Sadly, this is not a new thing for me. I have done this before, with some differences:
Last time — I chose to leave of my own accord.
This time — I am going on an involuntary sabbatical.
Last time — I was not going to return to that particular seminary under any circumstances.
This time — I will have opportunities in the future to return to this seminary.
Last time — There was no support in the seminary.
This time — There is a plethora of support in the seminary.
Last time — The diocese cared about me and let me know it.
This time — The diocese could not possibly care any less about me.

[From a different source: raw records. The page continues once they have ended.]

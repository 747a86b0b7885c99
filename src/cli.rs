//! Command-line argument parsing for sqlformula.

use crate::config::Overrides;
use crate::error::{FormulaError, Result};
use clap::Parser;
use std::path::PathBuf;

/// How a headless run reports the final editor screen.
#[derive(Debug, Clone, Copy, Default, PartialEq, Eq)]
pub enum OutputFormat {
    /// The last screen followed by a run summary.
    #[default]
    Text,
    /// Screen, editor state and assertion results as one JSON document.
    Json,
    /// Frame-by-frame output showing the screen after each event.
    Frames,
}

impl std::str::FromStr for OutputFormat {
    type Err = String;

    fn from_str(s: &str) -> std::result::Result<Self, Self::Err> {
        match s.to_lowercase().as_str() {
            "text" => Ok(Self::Text),
            "json" => Ok(Self::Json),
            "frames" => Ok(Self::Frames),
            _ => Err(format!(
                "Unknown output format '{s}' (use text, json or frames)"
            )),
        }
    }
}

/// A terminal SQL editor with schema-aware autocompletion.
#[derive(Parser, Debug)]
#[command(name = "sqlformula")]
#[command(version, about, long_about = None)]
pub struct Cli {
    /// TOML file with editor options and schema
    #[arg(long, value_name = "PATH")]
    pub config: Option<PathBuf>,

    /// Initial editor content
    #[arg(long, value_name = "TEXT", conflicts_with = "file")]
    pub value: Option<String>,

    /// Read the initial editor content from a file
    #[arg(long, value_name = "PATH")]
    pub file: Option<PathBuf>,

    /// SQL mode (e.g., text/x-mysql, text/x-pgsql)
    #[arg(long, value_name = "MIME", env = "SQLFORMULA_MODE")]
    pub mode: Option<String>,

    /// Color theme (default, cobalt, blackboard)
    #[arg(long, value_name = "NAME", env = "SQLFORMULA_THEME")]
    pub theme: Option<String>,

    /// Print the schema used for hints and exit
    #[arg(long)]
    pub print_schema: bool,

    /// Drive the editor from scripted events against an in-memory screen
    #[arg(long)]
    pub headless: bool,

    /// Comma-separated events to execute in headless mode (e.g., "type:SELECT,key:Tab")
    #[arg(long, value_name = "EVENTS")]
    pub events: Option<String>,

    /// File with one event per line (use "-" for stdin)
    #[arg(long, value_name = "PATH")]
    pub script: Option<String>,

    /// In-memory screen size as WIDTHxHEIGHT
    #[arg(long, value_name = "SIZE", default_value = "80x24")]
    pub size: String,

    /// Report format: text, json or frames
    #[arg(long, value_name = "FORMAT", default_value = "text")]
    pub output: String,

    /// Write the report here instead of stdout
    #[arg(long, value_name = "PATH")]
    pub output_file: Option<PathBuf>,

    /// Stop executing events after the first failed assertion
    #[arg(long)]
    pub fail_fast: bool,
}

impl Cli {
    pub fn parse_args() -> Self {
        Self::parse()
    }

    /// `--config`, or the per-user default location.
    pub fn config_path(&self) -> PathBuf {
        self.config
            .clone()
            .unwrap_or_else(crate::config::Config::default_path)
    }

    /// Settings that take precedence over the config file.
    pub fn overrides(&self) -> Overrides {
        Overrides {
            mode: self.mode.clone(),
            theme: self.theme.clone(),
        }
    }

    /// Initial editor content from --value or --file, empty otherwise.
    pub fn initial_value(&self) -> Result<String> {
        if let Some(value) = &self.value {
            return Ok(value.clone());
        }
        match &self.file {
            Some(path) => std::fs::read_to_string(path).map_err(|e| {
                FormulaError::config(format!("Failed to read {}: {e}", path.display()))
            }),
            None => Ok(String::new()),
        }
    }

    pub fn is_headless(&self) -> bool {
        self.headless
    }

    pub fn parse_screen_size(&self) -> std::result::Result<(u16, u16), String> {
        parse_size(&self.size)
    }

    pub fn parse_output_format(&self) -> std::result::Result<OutputFormat, String> {
        self.output.parse()
    }

    /// Checks the headless flags before anything is mounted.
    pub fn validate_headless(&self) -> std::result::Result<(), String> {
        if !self.headless {
            return Ok(());
        }

        if self.events.is_none() && self.script.is_none() {
            return Err("--headless requires --events or --script".to_string());
        }

        self.parse_screen_size()?;
        self.parse_output_format()?;

        Ok(())
    }
}

/// Parses `WIDTHxHEIGHT`. Both dimensions must be non-zero.
pub fn parse_size(size: &str) -> std::result::Result<(u16, u16), String> {
    let Some((width, height)) = size.split_once('x') else {
        return Err(format!(
            "Invalid size format: '{size}'. Expected WIDTHxHEIGHT (e.g., 80x24)"
        ));
    };
    let width = width
        .trim()
        .parse::<u16>()
        .map_err(|_| format!("Invalid width: '{width}'"))?;
    let height = height
        .trim()
        .parse::<u16>()
        .map_err(|_| format!("Invalid height: '{height}'"))?;
    if width == 0 || height == 0 {
        return Err(format!("Invalid size: '{size}'. Dimensions must be non-zero"));
    }
    Ok((width, height))
}
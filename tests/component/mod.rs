pub mod props_test;
pub mod schema_test;
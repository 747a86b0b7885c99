//! Error types for sqlformula.
//!
//! Defines the main error enum used throughout the application.

use thiserror::Error;

/// Main error type for sqlformula operations.
#[derive(Error, Debug)]
pub enum FormulaError {
    /// Configuration errors (invalid config file, duplicate schema tables, etc.)
    #[error("Configuration error: {0}")]
    Config(String),

    /// The editor widget refused its creation options (unknown mode, theme, key or command).
    #[error("Editor construction failed: {0}")]
    Construction(String),

    /// Terminal setup, drawing or event polling failures.
    #[error("Terminal error: {0}")]
    Terminal(String),

    /// Headless event script errors (bad syntax, unreadable file).
    #[error("Script error: {0}")]
    Script(String),

    /// Internal application errors (unexpected states, bugs, etc.)
    #[error("Internal error: {0}")]
    Internal(String),
}

impl FormulaError {
    /// Creates a configuration error with the given message.
    pub fn config(msg: impl Into<String>) -> Self {
        Self::Config(msg.into())
    }

    /// Creates an editor construction error with the given message.
    pub fn construction(msg: impl Into<String>) -> Self {
        Self::Construction(msg.into())
    }

    /// Creates a terminal error with the given message.
    pub fn terminal(msg: impl Into<String>) -> Self {
        Self::Terminal(msg.into())
    }

    /// Creates a script error with the given message.
    pub fn script(msg: impl Into<String>) -> Self {
        Self::Script(msg.into())
    }

    /// Creates an internal error with the given message.
    pub fn internal(msg: impl Into<String>) -> Self {
        Self::Internal(msg.into())
    }

    /// Returns the error category as a string for display purposes.
    pub fn category(&self) -> &'static str {
        match self {
            Self::Config(_) => "Configuration Error",
            Self::Construction(_) => "Construction Error",
            Self::Terminal(_) => "Terminal Error",
            Self::Script(_) => "Script Error",
            Self::Internal(_) => "Internal Error",
        }
    }
}

/// Result type alias using FormulaError.
pub type Result<T> = std::result::Result<T, FormulaError>;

It is exhausting to not talk about this with anyone here, other than the faculty. I don’t want it to be widely known that I am leaving (so of course, I go and post it on the Internet, which is the most secure and private thing in the whole of the ‘Verse; but to my credit, no one here reads my blog…). There are days when I wake up and I want to cry at the astounding amount of effort that it takes to hold my tongue on a good number of things, both good and bad. It is just not the time for me to say what I think needs to be said to guys — such as the guy who cantors well but needs to sing from the diaphragm, or my lieutenant who really is ready (and has no choice) but to step up and fill my shoes, or my friend who just arrived and is admittedly a far better seminarian than I could ever hope to be (not comparing, per se, just noting that he is a really good man and I know where I currently am).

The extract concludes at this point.